Tu as suivi toutes les étapes données par le support Apple ?
Si c'est le cas et que ton iPod ne fonctionne toujours pas, il faudrait contacté le SAV car ton iPod est en train de tomber en rade et qu'une réparation s'impose.


----------



## fandipod (21 Août 2008)

C'est ce que je pense aussi!!  J'éspère qu'il est encore sous garantie.


----------



## Anonyme (21 Août 2008)

Psygod a dit:


> :mouais:
> 
> A quoi sert un forum alors ?
> 
> Sur le support Apple, je n'ai pas trouvé une réponse à mon problème ...



A aider les utilisateurs qui n'ont pas trouvés d'autres solutions.
Ce n'est pas un SAV, ce n'est pas un dûe, c'est une communauté.


----------



## fandipod (21 Août 2008)

Khyu a dit:


> A aider les utilisateurs qui n'ont pas trouvés d'autres solutions.
> Ce n'est pas un SAV, ce n'est pas un dûe, c'est une communauté.






Pas mal la phrase! Nous sommes une très grande communauté sur mac et Igénération


----------



## Psygod (22 Août 2008)

Khyu a dit:


> A aider les utilisateurs qui n'ont pas trouvés d'autres solutions.
> Ce n'est pas un SAV, ce n'est pas un dûe, c'est une communauté.



Tout à fait ... d'ailleurs, je n'ai toujours pas trouvé la solution ...


----------



## juliuslechien (22 Août 2008)

Psygod a dit:


> Tout à fait ... d'ailleurs, je n'ai toujours pas trouvé la solution ...

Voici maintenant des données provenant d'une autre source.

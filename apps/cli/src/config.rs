use std::fs;
use std::path::{Path, PathBuf};

use dashboard_app::MonitorSettings;
use serde::{Deserialize, Serialize};

const CONFIG_DIR_NAME: &str = "buffer-dashboard";
const CONFIG_FILE_NAME: &str = "config.toml";
pub const DEFAULT_PORT: u16 = 8111;

#[derive(Debug, Clone, Serialize, Deserialize, PartialEq)]
#[serde(default)]
pub struct CliConfig {
    pub port: u16,
    /// Overrides `OPENCLAW_HOME` and `~/.openclaw`.
    pub openclaw_home: Option<String>,
    #[serde(flatten)]
    pub monitor: MonitorSettings,
}

impl Default for CliConfig {
    fn default() -> Self {
        Self {
            port: DEFAULT_PORT,
            openclaw_home: None,
            monitor: MonitorSettings::default(),
        }
    }
}

#[derive(Debug, Clone)]
pub struct ConfigLoad {
    pub config: CliConfig,
    /// File the config was read from; `None` when defaults were used.
    pub file: Option<PathBuf>,
}

/// Reads the config file if one exists. An explicit `--config` path must exist.
pub fn load(explicit: Option<&Path>) -> Result<ConfigLoad, String> {
    let file = match explicit {
        Some(path) => {
            if !path.exists() {
                return Err(format!("config file not found: {}", path.display()));
            }
            path.to_path_buf()
        }
        None => match default_config_file() {
            Some(path) if path.exists() => path,
            _ => {
                return Ok(ConfigLoad {
                    config: CliConfig::default(),
                    file: None,
                });
            }
        },
    };

    let contents = fs::read_to_string(&file)
        .map_err(|err| format!("read config {}: {}", file.display(), err))?;
    let config = parse(&contents).map_err(|err| format!("parse config {}: {}", file.display(), err))?;
    Ok(ConfigLoad {
        config,
        file: Some(file),
    })
}

pub fn parse(contents: &str) -> Result<CliConfig, toml::de::Error> {
    toml::from_str(contents)
}

fn default_config_file() -> Option<PathBuf> {
    dirs::config_dir().map(|dir| dir.join(CONFIG_DIR_NAME).join(CONFIG_FILE_NAME))
}
mod parser;
mod paths;
mod session;
mod tail;
mod types;
mod usage;

pub use parser::{
    MAX_SEARCH_DEPTH, extract_usage_from_line, find_usage, parse_timestamp,
    timestamp_from_value, usage_sample_from_object,
};
pub use paths::{default_openclaw_home, session_log_path};
pub use session::{file_created_at, session_start_from_log};
pub use tail::{read_first_line, read_tail_lines, read_to_string, run_exclusive, run_with_timeout};
pub use types::{DEFAULT_READ_TIMEOUT, DEFAULT_TAIL_LINES, IngestError, Result};
pub use usage::{latest_usage_from_lines, latest_usage_from_log};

Euh tu as lu les messages ? 
Je t'ai donné le lien vers le support Apple et t'ai indiqué que si ça ne fonctionnait pas il faudrait voir le SAV.


----------



## Psygod (22 Août 2008)

juliuslechien a dit:


> Euh tu as lu les messages ?
> Je t'ai donné le lien vers le support Apple et t'ai indiqué que si ça ne fonctionnait pas il faudrait voir le SAV.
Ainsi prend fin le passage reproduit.